──────── Supplied entries ────────

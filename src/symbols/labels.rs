//! The colon pass: every `:` becomes one of the specific colon kinds, and
//! words before label colons become labels.

use log::warn;

use crate::context::FileContext;
use crate::lang::LangFlags;
use crate::stream::Nav;
use crate::token::{TokenFlags, TokenKind};

pub fn combine_labels(ctx: &mut FileContext) {
    let lang = ctx.lang;
    let ts = &mut ctx.tokens;

    let mut question_count = 0u32;
    let mut hit_case = false;
    let mut hit_class = false;

    let Some(first) = ts.head() else { return };
    let mut prev = first;
    let Some(mut cur) = ts.next(first, Nav::All) else {
        return;
    };
    let mut next_opt = ts.next(cur, Nav::All);

    while let Some(next) = next_opt {
        let next_kind = ts.tok(next).kind;

        if !ts.tok(next).flags.contains(TokenFlags::IN_OC_MSG)
            && matches!(
                next_kind,
                TokenKind::Class | TokenKind::OcClass | TokenKind::Template
            )
        {
            hit_class = true;
        }
        if ts.tok(next).is_semicolon() || next_kind == TokenKind::BraceOpen {
            hit_class = false;
        }

        match next_kind {
            TokenKind::Question => question_count += 1,
            TokenKind::Case => {
                if ts.tok(cur).kind == TokenKind::Goto {
                    // "goto case x;"
                    ts.tok_mut(next).kind = TokenKind::Qualifier;
                } else {
                    hit_case = true;
                }
            }
            TokenKind::Colon => {
                if ts.tok(cur).kind == TokenKind::Default {
                    ts.tok_mut(cur).kind = TokenKind::Case;
                    hit_case = true;
                }
                if question_count > 0 {
                    ts.tok_mut(next).kind = TokenKind::CondColon;
                    question_count -= 1;
                } else if hit_case {
                    hit_case = false;
                    ts.tok_mut(next).kind = TokenKind::CaseColon;
                    let tmp = ts.next_nnl(next, Nav::All);
                    if let Some(tmp) = tmp {
                        if ts.tok(tmp).kind == TokenKind::BraceOpen {
                            ts.tok_mut(tmp).parent = TokenKind::Case;
                            let close = ts.next_kind(
                                tmp,
                                TokenKind::BraceClose,
                                Some(ts.tok(tmp).level),
                                Nav::All,
                            );
                            if let Some(close) = close {
                                ts.tok_mut(close).parent = TokenKind::Case;
                            }
                        }
                    }
                } else {
                    let nextprev = ts.prev_nnl(next, Nav::All);

                    if lang.intersects(LangFlags::PAWN) {
                        if matches!(
                            ts.tok(cur).kind,
                            TokenKind::Word | TokenKind::BraceClose
                        ) {
                            // a lone word ending a line is a label; else a
                            // state tag
                            let tmp = ts.next(next, Nav::All);
                            let lone_line = ts.tok(prev).is_newline()
                                && tmp.is_some_and(|t| ts.tok(t).is_newline());
                            let new_kind = if lone_line {
                                ts.tok_mut(next).kind = TokenKind::LabelColon;
                                TokenKind::Label
                            } else {
                                ts.tok_mut(next).kind = TokenKind::TagColon;
                                TokenKind::Tag
                            };
                            if ts.tok(cur).kind == TokenKind::Word {
                                ts.tok_mut(cur).kind = new_kind;
                            }
                        }
                    } else if ts.tok(next).flags.contains(TokenFlags::IN_ARRAY_ASSIGN) {
                        ts.tok_mut(next).kind = TokenKind::DArrayColon;
                    } else if ts.tok(next).flags.contains(TokenFlags::IN_FOR) {
                        ts.tok_mut(next).kind = TokenKind::ForColon;
                    } else if ts.tok(next).flags.contains(TokenFlags::OC_BOXED) {
                        ts.tok_mut(next).kind = TokenKind::OcDictColon;
                    } else if ts.tok(cur).kind == TokenKind::Word {
                        let tmp = ts.next(next, Nav::Preproc);
                        if ts.tok(prev).is_newline()
                            && !tmp.is_some_and(|t| ts.tok(t).kind == TokenKind::Number)
                        {
                            ts.tok_mut(cur).kind = TokenKind::Label;
                            ts.tok_mut(next).kind = TokenKind::LabelColon;
                        } else if ts.tok(next).flags.contains(TokenFlags::IN_FCN_CALL) {
                            // some macro thing, assume a label
                            ts.tok_mut(next).kind = TokenKind::LabelColon;
                        } else {
                            ts.tok_mut(next).kind = TokenKind::BitColon;
                            // the rest of the bitfield group
                            let mut tmp = ts.next(next, Nav::All);
                            while let Some(t) = tmp.and_then(|t| ts.next(t, Nav::All)) {
                                if ts.tok(t).kind == TokenKind::Semicolon {
                                    break;
                                }
                                if ts.tok(t).kind == TokenKind::Colon {
                                    ts.tok_mut(t).kind = TokenKind::BitColon;
                                }
                                tmp = Some(t);
                            }
                        }
                    } else if nextprev.is_some_and(|p| ts.tok(p).kind == TokenKind::FParenClose)
                    {
                        // a method signature colon introduces the bases
                        ts.tok_mut(next).kind = TokenKind::ClassColon;
                    } else if ts.tok(next).level > ts.tok(next).brace_level {
                        // inside a paren: leave it alone
                    } else if ts.tok(cur).kind == TokenKind::Type {
                        ts.tok_mut(next).kind = TokenKind::BitColon;
                    } else if matches!(
                        ts.tok(cur).kind,
                        TokenKind::Enum | TokenKind::Private | TokenKind::Qualifier
                    ) || ts.tok(cur).parent == TokenKind::Align
                    {
                        // bit field, align, or access specifier
                    } else if ts.tok(cur).kind == TokenKind::AngleClose || hit_class {
                        // template or class base list
                    } else if ts.tok(cur).parent == TokenKind::SqlExec {
                        // SQL variable name
                    } else if ts.tok(next).parent == TokenKind::Assert {
                        // java assert
                    } else {
                        let tmp = ts.next_nnl(next, Nav::All);
                        let cs_base = tmp.is_some_and(|t| {
                            matches!(ts.tok(t).kind, TokenKind::Base | TokenKind::This)
                        });
                        if !cs_base {
                            warn!(
                                "{}:{} unexpected colon in col {}",
                                ctx.filename,
                                ts.tok(next).line,
                                ts.tok(next).col
                            );
                        }
                    }
                }
            }
            _ => {}
        }

        prev = cur;
        cur = next;
        next_opt = ts.next(cur, Nav::All);
    }
}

────────

* **Problem to solve**
Every line in the material above that has the word "parent" should be copied.

* **Solution for this problem**
                            ts.tok_mut(tmp).parent = TokenKind::Case;
                                ts.tok_mut(close).parent = TokenKind::Case;
                    ) || ts.tok(cur).parent == TokenKind::Align
                    } else if ts.tok(cur).parent == TokenKind::SqlExec {
                    } else if ts.tok(next).parent == TokenKind::Assert {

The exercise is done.